Im letzten halben Jahr konnte sie sagen, was sie wollte, Ted bekam fast alles in den falschen Hals. Daran war der Streß schuld. Molly wußte es. Ted war früher nie so zu ihr gewesen. Er arbeitete zuviel. Er nahm sich sogar noch Arbeit mit nach Hause und schloß sich oft bis lange nach Mitternacht in sein Arbeitszimmer ein.
Seit einem halben Jahr kriselte es nun schon in ihrer Ehe.
Zuerst hatte Molly geglaubt, dahinter würde eine andere Frau stecken, aber dem war nicht so. Sie hatte einen Privatdetektiv engagiert, um sich diesbezüglich Gewißheit zu verschaffen. Sie schämte sich dessen nicht, und sie hatte das Honorar gern bezahlt, als sie erfuhr, daß es in Teds Leben keine andere Frau gab.

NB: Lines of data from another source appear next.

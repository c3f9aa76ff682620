//! CLI commands for pathgraph

pub mod connected;
pub mod dispatch;
pub mod inspect;
pub mod path;
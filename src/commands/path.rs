//! `pathgraph path` - lowest-weight path between two vertices

use serde::Serialize;

use crate::cli::{Cli, OutputFormat};
use pathgraph_core::edge::VertexId;
use pathgraph_core::error::{GraphError, Result};
use pathgraph_core::graph::{Graph, PathResult, RelaxationMode};

#[derive(Debug, Serialize)]
struct PathOutput<'a> {
    from: VertexId,
    to: VertexId,
    mode: RelaxationMode,
    path: &'a PathResult,
    hops: usize,
    weight: i64,
}

/// Execute the path command
pub fn execute(
    cli: &Cli,
    graph: &Graph,
    from: VertexId,
    to: VertexId,
    mode: RelaxationMode,
) -> Result<()> {
    let path = graph
        .optimal_way_with(from, to, mode)
        .ok_or(GraphError::NoPath { from, to })?;

    let output = PathOutput {
        from,
        to,
        mode,
        path: &path,
        hops: path.hops(),
        weight: graph.path_weight(&path).unwrap_or_default(),
    };

    match cli.format {
        OutputFormat::Json => {
            println!("{}", serde_json::to_string_pretty(&output)?);
        }
        OutputFormat::Human => {
            println!("{}", path);
            if !cli.quiet {
                println!("weight: {} ({} hops, {})", output.weight, output.hops, mode);
            }
        }
        OutputFormat::Records => output_records(graph, &output),
    }

    Ok(())
}

fn output_records(graph: &Graph, output: &PathOutput<'_>) {
    println!(
        "H pathgraph=1 records=1 mode=path from={} to={} relaxation={} found=true length={} weight={}",
        output.from,
        output.to,
        output.mode,
        output.path.len(),
        output.weight
    );
    for vertex in output.path.vertices() {
        println!("V {}", vertex);
    }
    for hop in output.path.vertices().windows(2) {
        let weight = graph.weight(hop[0], hop[1]).unwrap_or_default();
        println!("E {} {} {}", hop[0], hop[1], weight);
    }
}
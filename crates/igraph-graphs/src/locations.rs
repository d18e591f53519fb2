//! Registered recording locations and their bucket rotation offsets

use igraph_common::{IGraphError, Result};
use serde::{Deserialize, Serialize};

/// A named recording location.
///
/// `utc_offset_hours` is the fixed hour shift used to relabel UTC buckets
/// as local-time buckets. It is baked in per location and is NOT DST-aware;
/// the IANA identifier is carried alongside so a time-zone-correct
/// replacement has the data it needs.
#[derive(Debug, Clone, PartialEq, Eq, Serialize, Deserialize)]
pub struct Location {
    pub key: String,
    pub display_name: String,
    pub timezone: String,
    pub utc_offset_hours: u8,
}

/// Immutable mapping from location key to time-zone data.
///
/// Constructed once at startup and passed by reference into the merger;
/// iteration order is registration order.
#[derive(Debug, Clone, PartialEq, Eq, Serialize, Deserialize)]
pub struct LocationRegistry {
    locations: Vec<Location>,
}

impl LocationRegistry {
    /// The two locations the recordings come from
    pub fn with_defaults() -> Self {
        Self {
            locations: vec![
                Location {
                    key: "LA".to_string(),
                    display_name: "Los Angeles".to_string(),
                    timezone: "America/Los_Angeles".to_string(),
                    utc_offset_hours: 17,
                },
                Location {
                    key: "Pittsburgh".to_string(),
                    display_name: "Pittsburgh".to_string(),
                    timezone: "America/New_York".to_string(),
                    utc_offset_hours: 20,
                },
            ],
        }
    }

    /// Look up a location by key
    pub fn resolve(&self, key: &str) -> Result<&Location> {
        self.locations
            .iter()
            .find(|location| location.key == key)
            .ok_or_else(|| IGraphError::config(format!("unknown location key: {key:?}")))
    }

    pub fn iter(&self) -> impl Iterator<Item = &Location> {
        self.locations.iter()
    }

    pub fn len(&self) -> usize {
        self.locations.len()
    }

    pub fn is_empty(&self) -> bool {
        self.locations.is_empty()
    }
}

impl Default for LocationRegistry {
    fn default() -> Self {
        Self::with_defaults()
    }
}
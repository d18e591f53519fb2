//! Structured logging infrastructure for igraph

use std::io;

use tracing_subscriber::{
    fmt, layer::SubscriberExt, util::SubscriberInitExt, EnvFilter,
};

/// Configuration for the logging system
#[derive(Debug, Clone)]
pub struct LoggingConfig {
    /// Log level filter (e.g., "info", "debug", "trace")
    pub level: String,
    /// Whether to enable compact JSON-ish formatting
    pub compact_format: bool,
    /// Optional file path for log output
    pub file_path: Option<String>,
    /// Whether to include target module information
    pub include_targets: bool,
}

impl Default for LoggingConfig {
    fn default() -> Self {
        Self {
            level: "info".to_string(),
            compact_format: false,
            file_path: None,
            include_targets: true,
        }
    }
}

/// Initialize the tracing subscriber with the given configuration
pub fn init_logging(config: LoggingConfig) -> Result<(), Box<dyn std::error::Error + Send + Sync>> {
    let env_filter = EnvFilter::try_new(&config.level).or_else(|_| EnvFilter::try_new("info"))?;

    let registry = tracing_subscriber::registry().with(env_filter);

    if config.compact_format {
        let layer = fmt::layer()
            .with_target(config.include_targets)
            .compact();

        if let Some(file_path) = config.file_path {
            let file = std::fs::OpenOptions::new()
                .create(true)
                .append(true)
                .open(file_path)?;
            registry.with(layer.with_ansi(false).with_writer(file)).init();
        } else {
            registry.with(layer).init();
        }
    } else {
        let layer = fmt::layer()
            .with_target(config.include_targets)
            .with_writer(io::stdout);

        if let Some(file_path) = config.file_path {
            let file = std::fs::OpenOptions::new()
                .create(true)
                .append(true)
                .open(file_path)?;
            registry
                .with(layer.with_ansi(false).with_writer(file))
                .init();
        } else {
            registry.with(layer).init();
        }
    }

    tracing::debug!("logging initialised");
    Ok(())
}

/// Initialize logging with default configuration
pub fn init_default_logging() -> Result<(), Box<dyn std::error::Error + Send + Sync>> {
    init_logging(LoggingConfig::default())
}

/// Initialize logging for development (debug level, targets shown)
pub fn init_dev_logging() -> Result<(), Box<dyn std::error::Error + Send + Sync>> {
    init_logging(LoggingConfig {
        level: "debug".to_string(),
        ..LoggingConfig::default()
    })
}
//! Axis label derivation for the box plot renderer

use igraph_common::{total_seconds, SECONDS_PER_HOUR, SECONDS_PER_MINUTE};

use crate::types::{Comparator, FilterSpec};

/// Fixed label for the grouping dimension
pub const X_AXIS_LABEL: &str = "Start of Intermission (24 Hours)";

/// Human-readable description of the duration range a spec keeps.
///
/// Lower-bound comparators are re-expressed with the complement operator so
/// the range reads left to right; the maximum scales to hours only when it
/// exceeds one hour.
pub fn range_label(spec: &FilterSpec) -> String {
    let cutoff_secs = total_seconds(&spec.cutoff);
    let maximum_secs = total_seconds(&spec.maximum);

    let cutoff = cutoff_secs / spec.division.seconds_per_unit();
    let maximum = if maximum_secs > SECONDS_PER_HOUR {
        maximum_secs / SECONDS_PER_HOUR
    } else {
        maximum_secs / SECONDS_PER_MINUTE
    };

    match spec.comparator {
        Comparator::Lt | Comparator::Le => {
            format!("[0 < d {} {:.1}]", spec.comparator.symbol(), cutoff)
        }
        Comparator::Gt | Comparator::Ge => format!(
            "[{:.1} {} d <= {:.1}]",
            cutoff,
            spec.comparator.complement_symbol(),
            maximum
        ),
    }
}

/// The full y-axis label, range description and unit included
pub fn y_axis_label(spec: &FilterSpec) -> String {
    format!(
        "Avg. Intermission Duration {} ({})",
        range_label(spec),
        spec.division
    )
}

Es war lediglich die Arbeit, mit der er Molly betrog.
Molly hatte die verrücktesten Ratschläge von Freundinnen ausprobiert, um Ted wieder mehr für sich zu interessieren, doch alles hatte nichts gefruchtet. Er hatte in den meisten Fällen überhaupt nicht darauf reagiert.
Um sich aufzuputschen, wenn es im Büro Ärger gegeben hatte, griff Ted immer häufiger zur Flasche. Molly wollte nicht zusehen, wie er sich selbst kaputtmachte.
Als seine Frau hatte sie das Recht, ihm gutgemeinte Ratschläge zu geben, doch wenn sie etwas sagte, endete dies meist wie heute.
Es hatte sie viele Worte gekostet, um Ted zu überreden, mit ihr hierher zu fliegen und mit ihr hier - auf Hawaii - Urlaub zu machen. Molly hatte sich sehr viel davon versprochen.
Ted würde endlich einmal ausspannen und zu sich selbst zurückfinden, das hatte sie gehofft, doch dieses Wunder war bis jetzt noch nicht eingetroffen. Ted war immer noch gereizt und hektisch - und er hatte in diesen sieben Tagen, die sie nun schon hier waren, noch kein einziges Mal mit ihr geschlafen. Er hatte nicht einmal den Versuch unternommen, zärtlich mit ihr zu sein, und die wenigen Küsse, die er ihr gegeben hatte, waren ohne jede Emotion gewesen. Geistesabwesend hatte er sie in seine Arme genommen. Gedankenverloren hatte er seine Lippen auf ihren Mund gelegt.
War das Feuer von früher tatsächlich in ihm schon erloschen?
Ted war doch erst dreiundvierzig.
Molly begab sich zum Fenster.
Über dem noblen Bungalowdorf, in dem sie wohnten, spannte sich ein herrlicher schwarzsamtener Himmel. Die Sterne glitzerten wie geschliffene Diamanten. Eine Nacht für Verliebte. Eine Nacht für Romantiker.